**AVAILABLE DATA**.
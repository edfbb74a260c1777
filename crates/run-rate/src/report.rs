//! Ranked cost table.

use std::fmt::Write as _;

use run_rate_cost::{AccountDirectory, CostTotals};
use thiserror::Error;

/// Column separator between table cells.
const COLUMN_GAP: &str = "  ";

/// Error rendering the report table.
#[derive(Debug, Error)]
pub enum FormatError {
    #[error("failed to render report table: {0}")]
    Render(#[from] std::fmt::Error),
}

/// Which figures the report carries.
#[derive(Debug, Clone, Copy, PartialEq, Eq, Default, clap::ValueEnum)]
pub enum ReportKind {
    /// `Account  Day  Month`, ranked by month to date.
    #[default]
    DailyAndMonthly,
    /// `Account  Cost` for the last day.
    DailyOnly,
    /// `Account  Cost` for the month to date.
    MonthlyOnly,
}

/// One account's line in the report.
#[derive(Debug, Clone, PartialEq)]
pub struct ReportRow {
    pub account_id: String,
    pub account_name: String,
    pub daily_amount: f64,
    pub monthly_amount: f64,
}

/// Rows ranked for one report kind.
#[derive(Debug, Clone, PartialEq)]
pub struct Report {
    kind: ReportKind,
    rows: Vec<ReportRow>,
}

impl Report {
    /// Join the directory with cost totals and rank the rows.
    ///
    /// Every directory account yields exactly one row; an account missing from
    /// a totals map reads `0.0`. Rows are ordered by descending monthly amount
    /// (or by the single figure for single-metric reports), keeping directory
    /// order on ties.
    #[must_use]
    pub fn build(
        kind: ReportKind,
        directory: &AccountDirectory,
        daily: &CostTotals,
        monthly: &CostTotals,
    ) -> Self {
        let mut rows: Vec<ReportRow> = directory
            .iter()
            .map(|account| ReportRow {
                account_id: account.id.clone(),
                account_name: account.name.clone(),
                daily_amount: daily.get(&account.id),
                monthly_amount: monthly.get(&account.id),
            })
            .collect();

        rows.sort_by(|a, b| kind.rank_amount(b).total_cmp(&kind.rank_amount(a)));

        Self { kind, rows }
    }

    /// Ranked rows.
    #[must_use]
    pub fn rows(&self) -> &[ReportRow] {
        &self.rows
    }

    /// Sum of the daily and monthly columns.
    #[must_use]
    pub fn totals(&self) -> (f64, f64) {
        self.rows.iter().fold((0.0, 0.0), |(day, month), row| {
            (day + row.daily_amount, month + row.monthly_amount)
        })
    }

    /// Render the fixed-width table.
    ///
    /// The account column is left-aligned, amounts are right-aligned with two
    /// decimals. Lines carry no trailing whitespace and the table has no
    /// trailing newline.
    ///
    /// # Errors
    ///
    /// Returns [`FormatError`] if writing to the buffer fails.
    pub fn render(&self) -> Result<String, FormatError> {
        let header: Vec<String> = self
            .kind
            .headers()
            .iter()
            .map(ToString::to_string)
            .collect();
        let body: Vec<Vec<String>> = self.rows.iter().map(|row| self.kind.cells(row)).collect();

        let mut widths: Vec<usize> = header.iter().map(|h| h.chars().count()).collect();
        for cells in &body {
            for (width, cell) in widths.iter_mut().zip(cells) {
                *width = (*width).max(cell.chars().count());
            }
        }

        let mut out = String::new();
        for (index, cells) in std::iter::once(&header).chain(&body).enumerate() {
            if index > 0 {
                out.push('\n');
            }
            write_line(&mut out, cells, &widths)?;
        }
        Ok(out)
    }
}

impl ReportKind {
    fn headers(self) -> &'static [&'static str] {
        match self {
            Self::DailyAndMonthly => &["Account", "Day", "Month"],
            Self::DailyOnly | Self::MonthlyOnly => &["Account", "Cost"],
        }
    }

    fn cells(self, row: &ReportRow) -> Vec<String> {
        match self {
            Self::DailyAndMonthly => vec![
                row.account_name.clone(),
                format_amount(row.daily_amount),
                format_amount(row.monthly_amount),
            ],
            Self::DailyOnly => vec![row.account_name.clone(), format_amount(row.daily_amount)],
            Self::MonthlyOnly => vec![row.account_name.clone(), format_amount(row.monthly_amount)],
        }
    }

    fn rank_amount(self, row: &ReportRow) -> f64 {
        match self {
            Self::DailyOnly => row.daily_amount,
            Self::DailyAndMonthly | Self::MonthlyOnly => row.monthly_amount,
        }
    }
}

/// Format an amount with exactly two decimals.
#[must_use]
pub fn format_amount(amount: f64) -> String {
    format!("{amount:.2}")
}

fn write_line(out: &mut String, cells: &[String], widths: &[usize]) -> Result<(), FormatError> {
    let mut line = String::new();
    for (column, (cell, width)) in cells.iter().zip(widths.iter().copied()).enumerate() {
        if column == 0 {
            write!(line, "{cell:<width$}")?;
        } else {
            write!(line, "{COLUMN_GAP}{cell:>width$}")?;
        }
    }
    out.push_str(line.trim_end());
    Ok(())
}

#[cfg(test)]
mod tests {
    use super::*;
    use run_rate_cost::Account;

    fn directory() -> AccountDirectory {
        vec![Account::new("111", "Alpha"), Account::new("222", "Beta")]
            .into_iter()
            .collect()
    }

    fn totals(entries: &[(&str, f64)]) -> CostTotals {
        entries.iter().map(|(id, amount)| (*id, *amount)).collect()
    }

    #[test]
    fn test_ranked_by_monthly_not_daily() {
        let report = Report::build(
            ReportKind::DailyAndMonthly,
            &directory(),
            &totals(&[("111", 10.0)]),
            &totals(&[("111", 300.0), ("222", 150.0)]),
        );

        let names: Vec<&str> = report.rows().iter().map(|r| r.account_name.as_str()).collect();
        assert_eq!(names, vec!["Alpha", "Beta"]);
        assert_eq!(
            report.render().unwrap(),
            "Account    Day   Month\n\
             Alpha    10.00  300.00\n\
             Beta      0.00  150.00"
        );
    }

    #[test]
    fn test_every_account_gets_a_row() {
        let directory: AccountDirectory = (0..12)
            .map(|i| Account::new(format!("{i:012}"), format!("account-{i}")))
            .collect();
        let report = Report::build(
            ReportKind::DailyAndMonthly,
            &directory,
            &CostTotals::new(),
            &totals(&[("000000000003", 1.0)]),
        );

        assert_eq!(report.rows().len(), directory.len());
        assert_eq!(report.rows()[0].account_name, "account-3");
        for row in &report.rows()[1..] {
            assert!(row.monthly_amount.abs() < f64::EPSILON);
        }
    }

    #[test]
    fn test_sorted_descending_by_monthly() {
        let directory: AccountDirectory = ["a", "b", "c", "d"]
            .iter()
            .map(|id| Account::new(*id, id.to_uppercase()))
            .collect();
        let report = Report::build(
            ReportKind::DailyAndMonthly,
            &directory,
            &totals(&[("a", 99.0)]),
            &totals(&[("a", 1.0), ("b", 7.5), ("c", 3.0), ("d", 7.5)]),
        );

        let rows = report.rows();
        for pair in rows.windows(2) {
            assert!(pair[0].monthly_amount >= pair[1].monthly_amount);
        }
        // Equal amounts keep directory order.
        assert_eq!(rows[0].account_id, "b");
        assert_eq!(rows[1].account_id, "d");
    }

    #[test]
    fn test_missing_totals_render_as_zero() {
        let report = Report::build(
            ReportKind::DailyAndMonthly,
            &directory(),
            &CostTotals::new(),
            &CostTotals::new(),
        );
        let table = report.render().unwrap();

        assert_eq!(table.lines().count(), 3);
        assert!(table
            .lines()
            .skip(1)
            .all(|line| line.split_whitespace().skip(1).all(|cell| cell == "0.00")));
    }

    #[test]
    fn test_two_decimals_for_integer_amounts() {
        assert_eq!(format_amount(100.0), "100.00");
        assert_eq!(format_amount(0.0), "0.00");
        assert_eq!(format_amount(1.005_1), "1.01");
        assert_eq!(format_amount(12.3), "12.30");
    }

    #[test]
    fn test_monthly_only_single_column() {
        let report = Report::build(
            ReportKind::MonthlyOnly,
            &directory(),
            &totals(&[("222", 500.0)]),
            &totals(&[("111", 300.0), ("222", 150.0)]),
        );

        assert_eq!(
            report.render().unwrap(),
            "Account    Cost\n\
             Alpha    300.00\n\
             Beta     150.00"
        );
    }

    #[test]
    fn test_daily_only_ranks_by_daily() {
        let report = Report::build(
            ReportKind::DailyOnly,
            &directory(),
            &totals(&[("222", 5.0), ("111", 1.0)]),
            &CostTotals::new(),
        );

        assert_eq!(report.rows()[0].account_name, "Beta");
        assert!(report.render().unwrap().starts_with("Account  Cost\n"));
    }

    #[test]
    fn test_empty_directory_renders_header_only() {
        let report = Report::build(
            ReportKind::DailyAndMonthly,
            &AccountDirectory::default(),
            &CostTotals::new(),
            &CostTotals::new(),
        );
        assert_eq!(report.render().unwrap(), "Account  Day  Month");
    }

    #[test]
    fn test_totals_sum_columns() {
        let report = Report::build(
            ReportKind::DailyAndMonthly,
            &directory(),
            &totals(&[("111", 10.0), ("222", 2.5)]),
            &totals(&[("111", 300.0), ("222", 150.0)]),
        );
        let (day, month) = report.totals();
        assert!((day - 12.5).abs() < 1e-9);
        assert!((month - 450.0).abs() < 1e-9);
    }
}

**WORK ORDER**. Using the material, show each line where the string "index" can be found.

**EXERCISE RESULT**.
        for (index, cells) in std::iter::once(&header).chain(&body).enumerate() {
            if index > 0 {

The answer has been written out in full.